I really am on the countdown now. Theoretically I have 5 weeks of pregnancy left, as I hit the 35 week mark yesterday. But considering I’ve never reached a due date with either previous pregnancy, I’m expecting it’ll be a few days short of the 40 week mark. I’m well aware there’s a 5 week ‘guessing period’ of due-datedness from 37 weeks to 42 weeks, ish. So I’m thinking I’ll start a sweepstake? So far in labour history I’ve got a 38+4 and a 39+3. Therefore I’m officially predicting my own baby’s gestation to be aboooout… 37+6… I don’t know why but I just think it might happen slightly earlier, or maybe that is just wishful, begging, desperate thinking as I’m SO uncomfortable.
Nothing fits. I even hate leggings and no one hates wearing leggings.
In the past few weeks I’ve had my first few belly measurements and they are consistently above average size, but still within the normal range. I’ve had blood taken again – which actually went swimmingly for a change because everything is swollen and I feel like I have Hulk-like veins. I don’t, but compared to how they normally cower within the depths of my skin so no medical professional can access them, it’s quite a treat.
What else? Oh yes. We got engaged!
Tom and I went down to Cornwall for our anniversary and shipped the children off to granny’s on the way (first time I’ve been away from them over a night or more, seriously!) and stayed in a hotel. It was brilliant, and very relaxing despite some completely inaccessible areas but we just worked things out ourselves, as we have a habit of doing. Tom carried me up and down spiral staircases to the posh swimming pool with staff watching, wondering what on earth we were thinking. We’re not stupid. We couldn’t NOT go swimming, child-free!
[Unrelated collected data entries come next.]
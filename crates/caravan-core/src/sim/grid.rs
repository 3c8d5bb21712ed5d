use caravan_items::{ItemStack, ItemType};

use crate::types::EntityId;

/// Fixed-size grid inventory as the in-memory host keeps it
#[derive(Debug, Clone)]
pub struct GridInventory {
    pub owner: EntityId,
    pub title: String,
    slots: Vec<Option<ItemStack>>,
}

impl GridInventory {
    /// Create a new inventory with the specified number of slots
    pub fn new(owner: EntityId, title: impl Into<String>, slots: usize) -> Self {
        GridInventory {
            owner,
            title: title.into(),
            slots: vec![None; slots],
        }
    }

    pub fn capacity(&self) -> usize {
        self.slots.len()
    }

    pub fn slots(&self) -> &[Option<ItemStack>] {
        &self.slots
    }

    /// Try to add items to the inventory
    /// Returns the amount that couldn't be added (0 if all added successfully)
    pub fn add_item(&mut self, item: ItemType, mut amount: u32) -> u32 {
        if item == ItemType::Air {
            return amount;
        }

        // First, try to add to existing stacks of the same item
        for stack in self.slots.iter_mut().flatten() {
            if stack.item == item && !stack.is_full() {
                amount = stack.add(amount);
                if amount == 0 {
                    return 0;
                }
            }
        }

        // Then, try to create new stacks in empty slots
        while amount > 0 {
            match self.find_empty_slot() {
                Some(index) => {
                    let to_add = amount.min(item.max_stack_size());
                    self.slots[index] = Some(ItemStack::new(item, to_add));
                    amount -= to_add;
                }
                None => break,
            }
        }

        amount
    }

    /// Try to remove items from the inventory
    /// Returns the amount actually removed
    pub fn remove_item(&mut self, item: ItemType, mut amount: u32) -> u32 {
        let mut removed = 0;

        for slot in &mut self.slots {
            if let Some(stack) = slot {
                if stack.item == item {
                    let taken = stack.remove(amount);
                    removed += taken;
                    amount -= taken;

                    if stack.is_empty() {
                        *slot = None;
                    }

                    if amount == 0 {
                        break;
                    }
                }
            }
        }

        removed
    }

    /// Count how many of an item type are in the inventory
    pub fn count_item(&self, item: ItemType) -> u32 {
        self.slots
            .iter()
            .flatten()
            .filter(|stack| stack.item == item)
            .map(|stack| stack.amount)
            .sum()
    }

    fn find_empty_slot(&self) -> Option<usize> {
        self.slots.iter().position(|slot| slot.is_none())
    }

    pub fn empty_slot_count(&self) -> usize {
        self.slots.iter().filter(|slot| slot.is_none()).count()
    }

    pub fn used_slot_count(&self) -> usize {
        self.capacity() - self.empty_slot_count()
    }

    /// Clear all items from the inventory
    pub fn clear(&mut self) {
        self.slots.fill(None);
    }

    pub fn slot(&self, index: usize) -> Option<&ItemStack> {
        self.slots.get(index).and_then(|slot| slot.as_ref())
    }

    /// Overwrite one slot; false if the index is out of range
    pub fn set_slot(&mut self, index: usize, stack: Option<ItemStack>) -> bool {
        match self.slots.get_mut(index) {
            Some(slot) => {
                *slot = stack;
                true
            }
            None => false,
        }
    }
}
//! Creature-to-storage side table
//!
//! One process-wide table from creature identity to its storage. Entries are
//! inserted on first interaction and removed on death; nothing is persisted, so
//! a restart starts from an empty table.

use ahash::HashMap;

use crate::types::{EntityId, InventoryId};

/// Storage state kept for one carrier
#[derive(Debug, Clone, PartialEq, Eq)]
pub struct CarrierStorage {
    /// Host inventory backing the storage
    pub inventory: InventoryId,
    pub title: String,
    pub capacity: usize,
}

/// Manages carrier storages
#[derive(Debug, Default)]
pub struct StorageTable {
    storages: HashMap<EntityId, CarrierStorage>,
}

impl StorageTable {
    pub fn new() -> Self {
        Self::default()
    }

    /// Get storage by creature
    pub fn get(&self, creature: EntityId) -> Option<&CarrierStorage> {
        self.storages.get(&creature)
    }

    pub fn contains(&self, creature: EntityId) -> bool {
        self.storages.contains_key(&creature)
    }

    /// Look up a creature's storage, creating it on first use
    ///
    /// `create` runs at most once per creature until the entry is removed.
    /// Returns the storage and whether it was just created.
    pub fn get_or_create_with(
        &mut self,
        creature: EntityId,
        create: impl FnOnce() -> CarrierStorage,
    ) -> (&CarrierStorage, bool) {
        let mut created = false;
        let storage = self.storages.entry(creature).or_insert_with(|| {
            created = true;
            create()
        });
        (storage, created)
    }

    /// Remove a creature's storage
    pub fn remove(&mut self, creature: EntityId) -> Option<CarrierStorage> {
        self.storages.remove(&creature)
    }

    /// Get number of live storages
    pub fn len(&self) -> usize {
        self.storages.len()
    }

    pub fn is_empty(&self) -> bool {
        self.storages.is_empty()
    }
}

#[cfg(test)]
mod tests {
    use super::*;

    fn storage(id: u64) -> CarrierStorage {
        CarrierStorage {
            inventory: InventoryId(id),
            title: format!("Storage {id}"),
            capacity: 54,
        }
    }

    #[test]
    fn test_create_once() {
        let mut table = StorageTable::new();
        let camel = EntityId::new();
        let mut calls = 0;

        let (first, created) = table.get_or_create_with(camel, || {
            calls += 1;
            storage(1)
        });
        assert!(created);
        assert_eq!(first.inventory, InventoryId(1));

        let (second, created) = table.get_or_create_with(camel, || {
            calls += 1;
            storage(2)
        });
        assert!(!created);
        assert_eq!(second.inventory, InventoryId(1));
        assert_eq!(calls, 1);
        assert_eq!(table.len(), 1);
    }

    #[test]
    fn test_remove_then_recreate() {
        let mut table = StorageTable::new();
        let camel = EntityId::new();
        table.get_or_create_with(camel, || storage(1));

        let removed = table.remove(camel).unwrap();
        assert_eq!(removed.inventory, InventoryId(1));
        assert!(!table.contains(camel));
        assert!(table.remove(camel).is_none());

        let (again, created) = table.get_or_create_with(camel, || storage(2));
        assert!(created);
        assert_eq!(again.inventory, InventoryId(2));
    }
}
There were no accessible changing rooms either so we improvised by sneaking into the empty gym so I could change into my swimsuit top. Well actually, the changing rooms were pretty accessible but it was a toss-up between Tom coming into the ladies’ room and risk getting shouted at, as all men are obviously predators, or me having to go in the men’s and watch other, hairier men changing or dare I say it, ‘flossing’. Neither filled me with ease so I opted for the sneaky gym-change. I guess a disabled person needing access, and then a place to change just doesn’t come into consideration when they refurbished this old hotel building.
Challenges aside, it was lovely to stay in a hotel and just be us, without small children asking for breakfast at 5.52am for a couple of days. My mum had that pleasure. We even took a drive-yourself boat trip in the bay. Again, we faced challenges with this before we’d even gotten in the boat, with the operators of the boat-hire saying they were concerned for my safety. (We’re always being irresponsible and risking our lives). It transpires that their concern was more that I might try and sue them… Apparently they “had one the same, before”, who tried to claim against them after they hired the boat, even though nothing went wrong. It never gets old you know, being referred to as ‘one of them’, those vicious disabled people. What are we like, passionately waving copies of the Equality Act around and sueing people left, right and indeed centre.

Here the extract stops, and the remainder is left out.